17/Sep/2026
As cotações internacionais do trigo permanecem sustentadas pela escalada dos conflitos geopolíticos na região do Mar Negro, apesar de o balanço global entre estoques e uso permanecer em níveis superiores aos observados em outros períodos recentes. A interrupção dos fluxos de exportadores relevantes reduz a disponibilidade imediata e reorganiza o comércio internacional, contribuindo para manter os preços elevados. A paralisação dos embarques da Rússia, principal exportador mundial de trigo, e da Ucrânia ocorre após ataques contra estruturas portuárias e embarcações civis desde maio. A redução dos fluxos desses países favorece fornecedores alternativos, com destaque para a Argentina, que apresenta preços competitivos no mercado internacional e tende a ampliar sua participação no abastecimento de compradores afetados pelas restrições no Mar Negro.
A persistência do conflito também pode provocar efeitos sobre as próximas safras dos países da região. Os descontos aplicados ao trigo comercializado localmente no Mar Negro, em razão dos riscos associados ao escoamento e à comercialização, podem reduzir a atratividade econômica da atividade e contribuir para uma menor área plantada nos ciclos seguintes.

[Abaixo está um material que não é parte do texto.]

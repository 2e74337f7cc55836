//! Generic tests for every PriorityQueue implementation
//!
//! The helpers below only use the trait interface, so the same scenarios run
//! against both backends. Addressable scenarios run against the pairing heap.

use rust_priority_queues::binary::BinaryHeap;
use rust_priority_queues::compare::{MaxComparator, MinComparator};
use rust_priority_queues::pairing::PairingHeap;
use rust_priority_queues::{AddressableQueue, HeapError, PriorityQueue};

use std::cell::RefCell;
use std::rc::Rc;

fn max_queue<H: PriorityQueue<i32, Comparator = MaxComparator>>() -> H {
    H::with_comparator(MaxComparator)
}

fn drain<T, H: PriorityQueue<T>>(heap: &mut H) -> Vec<T> {
    let mut out = Vec::with_capacity(heap.len());
    while let Some(value) = heap.pop() {
        out.push(value);
    }
    out
}

/// Test that an empty queue behaves correctly
fn test_empty_queue<H: PriorityQueue<i32, Comparator = MaxComparator>>() {
    let mut heap: H = max_queue();
    assert!(heap.is_empty());
    assert_eq!(heap.len(), 0);
    assert_eq!(heap.top(), None);
    assert_eq!(heap.pop(), None);
    heap.update_priorities();
    assert!(heap.is_empty());
}

/// push 5,3,8,1,9,2 with the natural ordering pops 9,8,5,3,2,1
fn test_max_ordering<H: PriorityQueue<i32, Comparator = MaxComparator>>() {
    let mut heap: H = max_queue();
    let mut max = i32::MIN;
    for v in [5, 3, 8, 1, 9, 2] {
        heap.push(v);
        max = max.max(v);
        assert_eq!(heap.top(), Some(&max));
    }

    assert_eq!(heap.len(), 6);
    assert_eq!(drain(&mut heap), vec![9, 8, 5, 3, 2, 1]);
    assert!(heap.is_empty());
}

/// Three equal elements come back three times
fn test_all_equal<H: PriorityQueue<i32, Comparator = MaxComparator>>() {
    let mut heap: H = max_queue();
    for v in [4, 4, 4] {
        heap.push(v);
    }

    assert_eq!(heap.len(), 3);
    assert_eq!(heap.pop(), Some(4));
    assert_eq!(heap.pop(), Some(4));
    assert_eq!(heap.pop(), Some(4));
    assert!(heap.is_empty());
    assert_eq!(heap.pop(), None);
}

/// len tracks k pushes minus j pops
fn test_len_tracking<H: PriorityQueue<i32, Comparator = MaxComparator>>() {
    let mut heap: H = max_queue();
    for i in 0..50 {
        heap.push(i % 7);
    }
    for j in 1..=20 {
        heap.pop();
        assert_eq!(heap.len(), 50 - j);
    }
    assert!(!heap.is_empty());
}

/// top is stable across repeated calls
fn test_top_idempotent<H: PriorityQueue<i32, Comparator = MaxComparator>>() {
    let mut heap: H = max_queue();
    heap.push(2);
    heap.push(11);
    heap.push(6);

    for _ in 0..5 {
        assert_eq!(heap.top(), Some(&11));
    }
    assert_eq!(heap.len(), 3);
}

/// Interleaved pushes and pops
fn test_alternating_operations<H: PriorityQueue<i32, Comparator = MaxComparator>>() {
    let mut heap: H = max_queue();
    for i in 0..100 {
        heap.push(i);
        heap.push(1000 - i);
        assert_eq!(heap.pop(), Some(1000 - i));
    }
    assert_eq!(drain(&mut heap), (0..100).rev().collect::<Vec<_>>());
}

/// Negative and extreme values order correctly
fn test_extreme_values<H: PriorityQueue<i32, Comparator = MaxComparator>>() {
    let mut heap: H = max_queue();
    for v in [0, i32::MIN, -5, i32::MAX, 17, -5] {
        heap.push(v);
    }
    assert_eq!(drain(&mut heap), vec![i32::MAX, 17, 0, -5, -5, i32::MIN]);
}

/// update_priorities repairs order after the comparator's key data changed
fn test_update_priorities_external_keys<H>()
where
    H: PriorityQueue<usize>,
    H::Comparator: From<Rc<RefCell<Vec<i32>>>>,
{
    let keys = Rc::new(RefCell::new(vec![10, 20, 30, 40, 50, 60]));
    let mut heap = H::with_comparator(H::Comparator::from(Rc::clone(&keys)));
    for node in 0..6 {
        heap.push(node);
    }
    assert_eq!(heap.top(), Some(&5));

    // Reverse every key behind the queue's back
    for k in keys.borrow_mut().iter_mut() {
        *k = -*k;
    }
    heap.update_priorities();

    assert_eq!(drain(&mut heap), vec![0, 1, 2, 3, 4, 5]);
}

/// Comparator that reads priorities from shared external storage
#[derive(Clone)]
struct ByKey(Rc<RefCell<Vec<i32>>>);

impl From<Rc<RefCell<Vec<i32>>>> for ByKey {
    fn from(keys: Rc<RefCell<Vec<i32>>>) -> Self {
        ByKey(keys)
    }
}

impl rust_priority_queues::compare::Compare<usize> for ByKey {
    fn less(&self, a: &usize, b: &usize) -> bool {
        let keys = self.0.borrow();
        keys[*a] < keys[*b]
    }
}

macro_rules! queue_test {
    ($name:ident, $heap:ty, $func:ident) => {
        #[test]
        fn $name() {
            $func::<$heap>();
        }
    };
}

macro_rules! define_queue_tests {
    (
        $heap_type:ident,
        $test_empty:ident, $test_max_ordering:ident, $test_all_equal:ident,
        $test_len_tracking:ident, $test_top_idempotent:ident, $test_alternating:ident,
        $test_extreme_values:ident, $test_external_keys:ident
    ) => {
        queue_test!($test_empty, $heap_type<i32>, test_empty_queue);
        queue_test!($test_max_ordering, $heap_type<i32>, test_max_ordering);
        queue_test!($test_all_equal, $heap_type<i32>, test_all_equal);
        queue_test!($test_len_tracking, $heap_type<i32>, test_len_tracking);
        queue_test!($test_top_idempotent, $heap_type<i32>, test_top_idempotent);
        queue_test!($test_alternating, $heap_type<i32>, test_alternating_operations);
        queue_test!($test_extreme_values, $heap_type<i32>, test_extreme_values);
        queue_test!($test_external_keys, $heap_type<usize, ByKey>, test_update_priorities_external_keys);
    };
}

define_queue_tests!(
    BinaryHeap,
    test_binary_empty, test_binary_max_ordering, test_binary_all_equal,
    test_binary_len_tracking, test_binary_top_idempotent, test_binary_alternating,
    test_binary_extreme_values, test_binary_external_keys
);

define_queue_tests!(
    PairingHeap,
    test_pairing_empty, test_pairing_max_ordering, test_pairing_all_equal,
    test_pairing_len_tracking, test_pairing_top_idempotent, test_pairing_alternating,
    test_pairing_extreme_values, test_pairing_external_keys
);

#[test]
fn test_from_range_all_equal() {
    let mut binary = BinaryHeap::from_iter_with([4, 4, 4], MaxComparator);
    let mut pairing = PairingHeap::from_iter_with([4, 4, 4], MaxComparator);

    assert_eq!(binary.len(), 3);
    assert_eq!(pairing.len(), 3);
    assert_eq!(drain(&mut binary), vec![4, 4, 4]);
    assert_eq!(drain(&mut pairing), vec![4, 4, 4]);
    assert!(binary.is_empty());
    assert!(pairing.is_empty());
}

#[test]
fn test_min_comparator_both_backends() {
    let values = [5, 3, 8, 1, 9, 2];
    let mut binary = BinaryHeap::from_iter_with(values, MinComparator);
    let mut pairing = PairingHeap::from_iter_with(values, MinComparator);

    assert_eq!(drain(&mut binary), vec![1, 2, 3, 5, 8, 9]);
    assert_eq!(drain(&mut pairing), vec![1, 2, 3, 5, 8, 9]);
}

#[test]
fn test_pairing_update_elt_end_to_end() {
    let mut heap = PairingHeap::new();
    let h = heap.add_node(10);
    heap.push(20);
    heap.push(5);

    heap.update_elt(&h, 25).unwrap();
    assert_eq!(heap.top(), Some(&25));
    assert_eq!(drain(&mut heap), vec![25, 20, 5]);
}

#[test]
fn test_pairing_update_elt_as_if_always_inserted() {
    let values = [14, 3, 27, 8, 19, 1, 30, 6];

    let mut updated = PairingHeap::new();
    let handles: Vec<_> = values.iter().map(|&v| updated.add_node(v)).collect();
    updated.pop();
    updated.update_elt(&handles[1], 22).unwrap();
    updated.update_elt(&handles[5], 40).unwrap();

    let mut reference = PairingHeap::new();
    for v in [14, 22, 27, 8, 19, 40] {
        reference.push(v);
    }
    reference.push(6);

    assert_eq!(drain(&mut updated), drain(&mut reference));
}

#[test]
fn test_pairing_handles_survive_pops() {
    let mut heap = PairingHeap::new();
    let handles: Vec<_> = (0..30).map(|i| heap.add_node(i * 10)).collect();

    for _ in 0..10 {
        heap.pop();
    }

    // The ten largest are gone
    for h in &handles[20..] {
        assert_eq!(heap.get(h), None);
        assert_eq!(heap.update_elt(h, 1000), Err(HeapError::InvalidHandle));
    }
    for (i, h) in handles[..20].iter().enumerate() {
        assert_eq!(heap.get(h), Some(&(i as i32 * 10)));
    }

    heap.update_elt(&handles[0], 500).unwrap();
    assert_eq!(heap.pop(), Some(500));
}

#[test]
fn test_pairing_clone_independence() {
    let mut original = PairingHeap::from_iter_with([7, 2, 9, 4], MaxComparator);
    let mut copy = original.clone();

    copy.push(50);
    assert_eq!(copy.pop(), Some(50));
    assert_eq!(copy.pop(), Some(9));
    copy.clear();

    assert_eq!(original.len(), 4);
    assert_eq!(original.top(), Some(&9));
    assert_eq!(drain(&mut original), vec![9, 7, 4, 2]);
}

#[test]
fn test_heap_error_display() {
    assert_eq!(
        HeapError::PriorityNotIncreased.to_string(),
        "new value is less extreme than the current value"
    );
    assert!(HeapError::InvalidHandle.to_string().starts_with("handle is no longer valid"));
}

No Brasil, a Companhia Nacional de Abastecimento (Conab) estima a produção de trigo em 5,7 milhões de toneladas em 2026. A StoneX avalia que a produção nacional foi afetada pela redução da área plantada, associada aos custos elevados de implantação das lavouras, além da ocorrência de chuvas nas regiões produtoras, que comprometeram a qualidade do grão. A combinação de menor volume produzido e problemas de qualidade aumenta a necessidade de importações para complementar o abastecimento doméstico.
Com as cotações internacionais sustentadas, o Brasil tende a enfrentar custos mais elevados para garantir o suprimento do mercado interno no encerramento de 2026 e no início de 2027, ampliando a pressão sobre os custos da indústria compradora. O cenário internacional mantém, assim, o mercado brasileiro exposto à evolução dos conflitos no Mar Negro e à disponibilidade de trigo dos principais exportadores. A eventual continuidade das restrições nos embarques da Rússia e da Ucrânia poderá manter a necessidade de diversificação das origens de importação, enquanto a menor produção brasileira reduz a capacidade de compensar internamente a oferta internacional mais restrita. Fonte: Broadcast Agro. Adaptado por Cogo Inteligência em Agronegócio.